The general idea is that the creation of the cosmos takes place through the interaction of these two principles: masculine and feminine. Those familiar with the Seven Hermetic Principles will see this reflected in the seventh principle that “gender is in everything”. The unity of the masculine and feminine is essential for creation and so we must consider what value the darker side of the feminine holds in this regard.
The Absolute Woman, which is to say, the pure distilled feminine principle, represents the passive principle, while Absolute Man represents the active principle. The male is the form, the female is the matter. By form, we mean the ordering principle that stirs and arouses the principle of motion and directs it towards a particular pattern. The feminine is always moving, always changing, always fluid, she is the ever-dancing Shakti. By matter, we do not mean physical matter in the organic sense, but rather something that is mysterious and unfathomable. In its most primordial state, this cosmic Matter (henceforth capitalised to distinguish it from profane matter) is actually a terrifying chaos whose endless and unceasing flux would undoubtedly drive us to madness were we to look upon it without the protection of the veil of illusion that is grafted over our lives. Matter is unrealised potential. In order to realise its potential, it must be given direction and “form” by the masculine Spirit. Though Matter is inherently devoid of form itself, it can take up any form. It is a nothing that can become everything when it has been awakened and “impregnated” by Spirit.

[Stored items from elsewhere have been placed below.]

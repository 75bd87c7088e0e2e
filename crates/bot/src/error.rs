// SPDX-License-Identifier: BUSL-1.1
// Copyright (c) 2026 Alfred Jean LLC

use std::fmt;

/// Failure classes, keyed by observable outcome rather than by source.
///
/// The class decides the recovery policy: transient errors are retried on the
/// next tick without advancing offsets, parse failures skip the bad line but
/// do advance, constraint violations abort one operation and are reported to
/// the user, and fatal errors abort startup.
#[derive(Debug, Clone, Copy, PartialEq, Eq)]
pub enum ErrorKind {
    TransientIo,
    Parse,
    Constraint,
    NotFound,
    Rendering,
    Fatal,
}

impl ErrorKind {
    pub fn as_str(&self) -> &'static str {
        match self {
            Self::TransientIo => "TRANSIENT_IO",
            Self::Parse => "PARSE",
            Self::Constraint => "CONSTRAINT",
            Self::NotFound => "NOT_FOUND",
            Self::Rendering => "RENDERING",
            Self::Fatal => "FATAL",
        }
    }

    /// Whether the failed operation should be retried on the next poll tick.
    pub fn retry_next_tick(&self) -> bool {
        matches!(self, Self::TransientIo)
    }

    /// Whether this failure aborts startup with a non-zero exit code.
    pub fn is_fatal(&self) -> bool {
        matches!(self, Self::Fatal)
    }
}

impl fmt::Display for ErrorKind {
    fn fmt(&self, f: &mut fmt::Formatter<'_>) -> fmt::Result {
        f.write_str(self.as_str())
    }
}

/// A classified bridge failure.
#[derive(Debug, Clone)]
pub struct BridgeError {
    kind: ErrorKind,
    message: String,
}

impl BridgeError {
    pub fn new(kind: ErrorKind, message: impl Into<String>) -> Self {
        Self { kind, message: message.into() }
    }

    /// The window referenced by an operation does not exist in the live
    /// multiplexer. Routing treats this as an external kill.
    pub fn window_not_found(window_id: &str) -> Self {
        Self::new(ErrorKind::NotFound, format!("window {window_id} not found"))
    }

    /// A bind would violate the one-window-per-topic bijection.
    pub fn already_bound(window_id: &str) -> Self {
        Self::new(ErrorKind::Constraint, format!("window {window_id} is already bound"))
    }

    pub fn not_bound() -> Self {
        Self::new(ErrorKind::Constraint, "topic is not bound to a window".to_owned())
    }

    pub fn kind(&self) -> ErrorKind {
        self.kind
    }

    pub fn message(&self) -> &str {
        &self.message
    }
}

impl fmt::Display for BridgeError {
    fn fmt(&self, f: &mut fmt::Formatter<'_>) -> fmt::Result {
        write!(f, "{}: {}", self.kind, self.message)
    }
}

impl std::error::Error for BridgeError {}

/// Classify an error chain: returns the `ErrorKind` if a [`BridgeError`]
/// is anywhere in the chain, `TransientIo` for bare I/O errors, and
/// `Fatal` otherwise.
pub fn classify(err: &anyhow::Error) -> ErrorKind {
    for cause in err.chain() {
        if let Some(bridge) = cause.downcast_ref::<BridgeError>() {
            return bridge.kind();
        }
        if cause.downcast_ref::<std::io::Error>().is_some() {
            return ErrorKind::TransientIo;
        }
    }
    ErrorKind::Fatal
}

#[cfg(test)]
#[path = "error_tests.rs"]
mod tests;
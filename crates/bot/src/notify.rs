// SPDX-License-Identifier: BUSL-1.1
// Copyright (c) 2026 Alfred Jean LLC

//! Per-content-type notification filter.
//!
//! `notify.json` holds one boolean per mirrored content type so a user can
//! mute e.g. thinking or tool chatter. The file is created all-on when
//! missing. Interactive prompts and in-place pairing edits always go
//! through: muting a tool result would break the visual call/result pair.

use std::collections::HashMap;
use std::path::{Path, PathBuf};

use crate::event::ContentType;

/// Content types the filter covers, in file order.
const FILTERABLE: &[ContentType] = &[
    ContentType::Text,
    ContentType::Thinking,
    ContentType::ToolUse,
    ContentType::ToolResult,
    ContentType::ToolError,
    ContentType::LocalCommand,
    ContentType::User,
];

#[derive(Debug)]
pub struct NotifyFilter {
    path: PathBuf,
    enabled: HashMap<ContentType, bool>,
}

impl NotifyFilter {
    /// Load the filter, creating the all-on default file if absent.
    pub fn load_or_create(path: PathBuf) -> anyhow::Result<Self> {
        let stored: Option<HashMap<String, bool>> = crate::persist::read_json(&path)?;
        let mut enabled = HashMap::new();
        match stored {
            Some(map) => {
                for ct in FILTERABLE {
                    enabled.insert(*ct, map.get(ct.as_str()).copied().unwrap_or(true));
                }
            }
            None => {
                for ct in FILTERABLE {
                    enabled.insert(*ct, true);
                }
                let default: HashMap<&str, bool> =
                    FILTERABLE.iter().map(|ct| (ct.as_str(), true)).collect();
                crate::persist::write_json(&path, &default)?;
            }
        }
        Ok(Self { path, enabled })
    }

    /// Whether a message of this type should be delivered.
    ///
    /// `has_pending_pair` marks a tool result that will edit an existing
    /// message; those bypass the filter, as do interactive prompts.
    pub fn allows(&self, content_type: ContentType, has_pending_pair: bool) -> bool {
        if content_type == ContentType::InteractivePrompt || has_pending_pair {
            return true;
        }
        self.enabled.get(&content_type).copied().unwrap_or(true)
    }

    pub fn set(&mut self, content_type: ContentType, on: bool) -> anyhow::Result<()> {
        self.enabled.insert(content_type, on);
        let stored: HashMap<&str, bool> =
            self.enabled.iter().map(|(ct, on)| (ct.as_str(), *on)).collect();
        crate::persist::write_json(&self.path, &stored)
    }

    pub fn path(&self) -> &Path {
        &self.path
    }
}

#[cfg(test)]
#[path = "notify_tests.rs"]
mod tests;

The perpetual motion of this chaotic flux of matter is related to the changeability of the feminine. Woman is said to be fickle, inconstant, and unsteady. These are not moral qualities to be ascribed to individuals, but impersonal, objective elements that are neither good or bad- they simply are, as part of “nature proper”. Woman is also said to be lunar, capricious as the waxing and waning of the moon, and like the moon she is reflective of light which is cast onto her but she does not generate her own. The changeability exhibited by the feminine is not the same as the type exhibited by the masculine. In the female, it arises from the material “plasticity” which is the counterpart of the static “fixedness” that occurs once the raw matter has been shaped, like a clay that was once mouldable is no longer thus once fired in a kiln, whereas in the male, changeability is linked to the “seminal”, creative, and active principle. With the male version, there is a self-directed agency, whereas with the female, it is only a reaction to an external stimulus. Sometimes the feminine principle is referred to as the wet principle, just as wetness cannot keep its form and needs a structure to contain it in order to give it any permanence. This changeability, however, is like the masque of an actor, only surface level and concealing a lack of Being (which is the quality of the masculine). On a more mundane plane, this dynamic of a plasticity that becomes rigid and fixed once given form can be seen in women’s tendency towards rigid dogmatism, which they often conceal under the guise of conformity or in a general dislike or apprehension towards change. This rigidity is the result of the passive way in which an idea was received.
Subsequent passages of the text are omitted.